### Problem
Tally the lines in the data that follows that include the word "every", and report nothing but the total.

### Material for the task

mod common;

use common::*;
use fahrplan::raptor::TimeType;

/// Route 1 runs every 15 minutes, route 2 every 30 minutes with a 15 minute
/// offset. The fastest change at B only works when leaving A at 08:15, which
/// only the range extension finds; a plain search boards the 08:00 trip and
/// waits at B.
fn range_fixture(range_seconds: Option<u32>) -> fahrplan::raptor::Router {
    let mut builder = TestNetworkBuilder::new()
        .with_route(TestRoute::new("R1", vec!["A", "B", "C", "D", "E", "F", "G"]).with_times(0, 15, 5, 1))
        .with_route(TestRoute::new("R2", vec!["H", "B", "I", "J", "K", "L"]).with_times(15, 30, 5, 1))
        .with_same_stop_transfer_time(0);
    if let Some(range) = range_seconds {
        builder = builder.with_raptor_range(range);
    }
    builder.build()
}

#[test]
fn range_extension_finds_the_later_tighter_departure() {
    let router = range_fixture(Some(1800));
    let connections = earliest_arrival(&router, "A", "I", at(8, 0));

    assert_eq!(connections.len(), 1);
    let connection = &connections[0];
    // A 08:15 -> B 08:20, B 08:21 -> I 08:26
    assert_eq!(connection.departure_time(), at(8, 15));
    assert_eq!(connection.arrival_time(), at(8, 26));
    assert_pareto_and_contiguous(&connections, TimeType::Departure);
}

#[test]
fn plain_search_departs_at_the_requested_time() {
    let router = range_fixture(None);
    let connections = earliest_arrival(&router, "A", "I", at(8, 0));

    assert_eq!(connections.len(), 1);
    assert_eq!(connections[0].departure_time(), at(8, 0));
    assert_eq!(connections[0].arrival_time(), at(8, 26));
}

#[test]
fn range_shorter_than_the_headway_changes_nothing() {
    let router = range_fixture(Some(600));
    let connections = earliest_arrival(&router, "A", "I", at(8, 0));

    assert_eq!(connections.len(), 1);
    assert_eq!(connections[0].departure_time(), at(8, 0));
    assert_eq!(connections[0].arrival_time(), at(8, 26));
}

#[test]
fn range_extension_in_arrival_direction() {
    // mirrored setup: route 1 every 30 minutes with offset, route 2 every 15
    let router = TestNetworkBuilder::new()
        .with_route(TestRoute::new("R1", vec!["A", "B", "C", "D", "E", "F", "G"]).with_times(15, 30, 5, 1))
        .with_route(TestRoute::new("R2", vec!["H", "B", "I", "J", "K", "L"]).with_times(0, 15, 5, 1))
        .with_same_stop_transfer_time(0)
        .with_raptor_range(1800)
        .build();

    let connections = latest_departure(&router, "A", "I", at(8, 41));

    // the best tradeoff arrives at 08:26 instead of burning the whole
    // window: A 08:15 -> B 08:20, B 08:21 -> I 08:26
    assert_eq!(connections.len(), 1);
    assert_eq!(connections[0].arrival_time(), at(8, 26));
    assert_eq!(connections[0].departure_time(), at(8, 15));
}

#[test]
fn range_extension_shifts_a_leading_walk() {
    let router = TestNetworkBuilder::new()
        .with_route(TestRoute::new("R1", vec!["A", "B", "C", "D", "E", "F", "G"]).with_times(0, 15, 5, 1))
        .with_route(TestRoute::new("R2", vec!["H", "B", "I", "J", "K", "L"]).with_times(0, 30, 5, 1))
        .with_route_3_mq()
        .with_transfer("N", "A", 15)
        .with_same_stop_transfer_time(0)
        .with_raptor_range(1800)
        .build();

    // walking N -> A takes 15 minutes; the connection worth taking walks at
    // 08:15, boards route 1 at 08:30 and route 2 at B at 08:36
    let connections = earliest_arrival(&router, "N", "I", at(8, 0));

    assert!(!connections.is_empty());
    let connection = &connections[0];
    assert_eq!(connection.legs().len(), 3);
    assert_eq!(connection.walk_transfers().count(), 1);
    assert_eq!(connection.departure_time(), at(8, 15));
    assert_eq!(connection.arrival_time(), at(8, 41));
}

### Answer to this task
2